Runbooks document step-by-step processes, ensuring that tasks are performed consistently and correctly, reducing errors and reliance on tribal knowledge. Runbooks are essential for maintaining efficiency, consistency, and reliability in Welkin operations.

Welkin runbooks are searchable and describe what to do:

  • when receiving a change request from an application developer;
  • how to handle an alert.

The remainder of this page illustrates an example of a Welkin runbook for the ThanosCompactHalted alert.


Example: Thanos Compact Halted - PVC

Alert: ThanosCompactHalted

Tags

  • Thanos
  • ThanosCompactHalted
  • PVC

Reason

The Thanos compactor is responsible for downsampling and pushing metrics from its PVC to object storage.

One reason the compactor has halted is that the volume attached to Thanos compactor is full.

Impact

  • Retention rules are not enforced
  • Query performance might degrade
  • Downsampling is not performed

Diagnosis

Start investigating if the PVC for the Thanos compactor is full. This can be easily checked in the Grafana dashboard (Kubernetes/Persistent Volumes).

It is also possible to look at the compactor logs, which should show that there is no space left on the device.
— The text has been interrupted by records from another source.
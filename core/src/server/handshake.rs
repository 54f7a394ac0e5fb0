//! Manual RFC 6455 opening handshake (`spec.md` §4.9/§6).
//!
//! The LAN server speaks raw WebSocket rather than pulling in a server-side
//! HTTP stack: incoming connections are always a single upgrade request from
//! a device that already knows our address from mDNS, so there is no routing
//! or content negotiation to do.

use std::collections::HashMap;

use base64::{engine::general_purpose::STANDARD as BASE64, Engine as _};
use sha1::{Digest, Sha1};
use tokio::io::{AsyncReadExt, AsyncWriteExt};
use tokio::net::TcpStream;

use crate::error::{Error, Result};
use crate::protocol::envelope::{DeviceId, DevicePlatform};

const MAGIC: &str = "258EAFA5-E914-47DA-95CA-C5AB0DC85B11";
const MAX_HEADER_BYTES: usize = 8 * 1024;

pub struct HandshakeRequest {
    /// Populated from `X-Device-Id` when the client sends it; §4.9 allows a
    /// connection to complete without one, with the device id learned from
    /// the first pairing message instead.
    pub device_id: Option<DeviceId>,
    pub device_platform: Option<DevicePlatform>,
}

fn parse_headers(raw: &str) -> HashMap<String, String> {
    let mut headers = HashMap::new();
    for line in raw.split("\r\n").skip(1) {
        if let Some((name, value)) = line.split_once(':') {
            headers.insert(name.trim().to_ascii_lowercase(), value.trim().to_string());
        }
    }
    headers
}

fn header_contains_token(value: &str, token: &str) -> bool {
    value
        .split(',')
        .any(|part| part.trim().eq_ignore_ascii_case(token))
}

fn accept_key(client_key: &str) -> String {
    let mut hasher = Sha1::new();
    hasher.update(client_key.as_bytes());
    hasher.update(MAGIC.as_bytes());
    BASE64.encode(hasher.finalize())
}

/// Read the upgrade request off `stream`, validate it, and write back the
/// `101 Switching Protocols` response (or a `400` on rejection).
pub async fn accept(stream: &mut TcpStream) -> Result<HandshakeRequest> {
    let mut buf = Vec::new();
    let mut chunk = [0u8; 512];
    loop {
        if buf.windows(4).any(|w| w == b"\r\n\r\n") {
            break;
        }
        if buf.len() > MAX_HEADER_BYTES {
            return Err(Error::UpgradeRejected("handshake headers too large".into()));
        }
        let n = stream
            .read(&mut chunk)
            .await
            .map_err(|e| Error::Network(e.to_string()))?;
        if n == 0 {
            return Err(Error::UpgradeRejected("connection closed during handshake".into()));
        }
        buf.extend_from_slice(&chunk[..n]);
    }

    let raw = String::from_utf8_lossy(&buf);
    let headers = parse_headers(&raw);

    let upgrade_ok = headers
        .get("upgrade")
        .map(|v| v.eq_ignore_ascii_case("websocket"))
        .unwrap_or(false);
    let connection_ok = headers
        .get("connection")
        .map(|v| header_contains_token(v, "upgrade"))
        .unwrap_or(false);
    let version_ok = headers.get("sec-websocket-version").map(String::as_str) == Some("13");
    let Some(client_key) = headers.get("sec-websocket-key") else {
        write_rejection(stream).await;
        return Err(Error::UpgradeRejected("missing Sec-WebSocket-Key".into()));
    };

    if !upgrade_ok || !connection_ok || !version_ok {
        write_rejection(stream).await;
        return Err(Error::UpgradeRejected("not a valid websocket upgrade request".into()));
    }

    // `X-Device-Id` is optional metadata (`spec.md` §4.9): a pairing
    // initiator may not know its peer's handshake conventions yet, so only
    // the core RFC 6455 upgrade headers gate acceptance.
    let device_id = headers.get("x-device-id").map(|v| DeviceId::new(v));
    let device_platform = headers
        .get("x-device-platform")
        .and_then(|v| serde_json::from_value(serde_json::Value::String(v.clone())).ok());

    let accept = accept_key(client_key);
    let response = format!(
        "HTTP/1.1 101 Switching Protocols\r\nUpgrade: websocket\r\nConnection: Upgrade\r\nSec-WebSocket-Accept: {accept}\r\n\r\n"
    );
    stream
        .write_all(response.as_bytes())
        .await
        .map_err(|e| Error::Network(e.to_string()))?;

    Ok(HandshakeRequest {
        device_id,
        device_platform,
    })
}

async fn write_rejection(stream: &mut TcpStream) {
    let _ = stream
        .write_all(b"HTTP/1.1 400 Bad Request\r\nConnection: close\r\n\r\n")
        .await;
}

#[cfg(test)]
mod tests {
    use super::*;

    #[test]
    fn accept_key_matches_known_vector() {
        // RFC 6455 §1.3 worked example.
        assert_eq!(accept_key("dGhlIHNhbXBsZSBub25jZQ=="), "s3pPLMBiTxaQ9kYGzzhZRbK+xOo=");
    }

    #[test]
    fn header_token_matching_is_case_insensitive() {
        assert!(header_contains_token("keep-alive, Upgrade", "upgrade"));
        assert!(!header_contains_token("keep-alive", "upgrade"));
    }
}
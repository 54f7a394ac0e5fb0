//! Wire framing (C1) and the Sync Engine (C6): turning a clipboard entry into
//! an encrypted, compressed `SyncEnvelope` and back.

pub mod engine;
pub mod framing;

pub use engine::{build_payload, parse_payload, PlaintextPolicy, SyncEngine};
pub use framing::{decode, decode_body, encode, encode_body, peek_frame_len};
kubectl logs -n thanos deployments/thanos-receiver-compactor | grep halt

ts=2024-07-18T05:53:16.578898999Z caller=compact.go:527 level=error msg="critical error detected; halting" ... 2 errors: preallocate: no space left on device; ..."

Mitigation

To resolve this issue, we need to increase the volume size for the compactor.

Update the sc/mc-config.yaml to increase the PVC for Thanos compactor

     persistence:
       size: 50Gi
   compactor:
      persistence:
-      size: XGi
+      size: YGi
./bin/ck8s ops helmfile sc -l app=thanos diff
./bin/ck8s ops helmfile sc -l app=thanos apply

Wait for a while, then check for halting again.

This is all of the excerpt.